スクイーズアウト (すくいーずあうと)
M&AやTOB後に支配株主が全株式を取得し、100%子会社化を実現するための手続きです。
日本では主に①特別支配株主(議決権90%以上)による株式等売渡請求、②株式併合で端数株を買い取る方法、③全部取得条項付種類株式の活用が用いられます。
いずれも公正価額の支払いが前提で、価格に不服があれば裁判所に価格決定を申し立てることができます。
英語表記
Squeeze Out
役割・実務での使われ方
M&A実務での役割(完全支配への仕上げ)
TOB(株式公開買付)などで過半数の株式を取得した後、残ってしまった少数株主から株式を買い集め、最終的に株主を買い手企業1社だけにするために行われます。これにより以下のメリットが得られます。
迅速な意思決定: 株主総会の開催コスト削減や、少数株主への配慮が不要となり、経営判断がスピードアップします。
グループ経営の強化: グループ内での再編や資金移動がスムーズになり、連結納税制度(グループ通算制度)の活用なども容易になります。
手法の使い分け(保有比率による違い)
実務では、買い手の持株比率によって手法が使い分けられます。
特別支配株主の株式等売渡請求(90%以上): 買い手が議決権の90%以上を持っている場合、取締役会の決議だけで迅速にスクイーズアウトが可能です(株主総会不要)。

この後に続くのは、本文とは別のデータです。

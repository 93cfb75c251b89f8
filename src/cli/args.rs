use clap::Parser;
use std::collections::BTreeMap;
use std::path::PathBuf;

#[derive(Debug, Parser)]
#[command(name = "lekutao-hub")]
#[command(about = "Help manual, platform guide and domain checker for Lekutao", long_about = None)]
#[command(version)]
pub struct Cli {
    /// TOML config file.
    #[arg(long, short)]
    pub config: Option<PathBuf>,

    /// Terminal height.
    #[arg(long, default_value_t = 24)]
    pub rows: usize,

    /// Terminal width.
    #[arg(long, default_value_t = 80)]
    pub cols: usize,

    /// Config overrides as key=value, e.g. `default_view=full theme=midnight`.
    #[arg(value_parser = parse_setting)]
    pub settings: Vec<(String, String)>,
}

impl Cli {
    pub fn settings_map(&self) -> BTreeMap<String, String> {
        self.settings.iter().cloned().collect()
    }
}

fn parse_setting(arg: &str) -> Result<(String, String), String> {
    let (key, value) = arg
        .split_once('=')
        .ok_or_else(|| format!("expected key=value, got {arg:?}"))?;
    let key = key.trim();
    if key.is_empty() {
        return Err(format!("missing key in {arg:?}"));
    }
    Ok((key.to_string(), value.to_string()))
}

#[cfg(test)]
mod tests {
    use super::*;

    #[test]
    fn settings_are_key_value_pairs() {
        let cli = Cli::try_parse_from(["lekutao-hub", "--rows", "40", "default_view=full", "page_url=https://a/b?c=d"])
            .unwrap();
        assert_eq!(cli.rows, 40);
        let map = cli.settings_map();
        assert_eq!(map["default_view"], "full");
        assert_eq!(map["page_url"], "https://a/b?c=d");
    }

    #[test]
    fn bare_word_is_rejected() {
        assert!(Cli::try_parse_from(["lekutao-hub", "full"]).is_err());
        assert!(Cli::try_parse_from(["lekutao-hub", "=full"]).is_err());
    }
}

株式併合(90%未満): 90%に満たない場合、株式併合という手法を使います。
例えば100万株を1株に併合することで、少数株主の持分を1株未満の端数にしてしまい、その端数を現金の対価で買い取る方法です(株主総会の特別決議が必要)。
注意点
価格決定を巡るリスク
少数株主から強制的に株式を取り上げる形になるため、買取価格が適正かどうかが最大の争点になります。
価格に不満を持つ株主から、裁判所に対して株式買取価格決定の申立てを起こされるリスクが常にあります。
スケジュールの管理
株式併合を用いる場合、株主総会の招集や決議、債権者保護手続きなどが必要となり完了までに数ヶ月を要します。
PMI(統合作業)の開始時期に関わるため、綿密なスケジュール管理が必要です。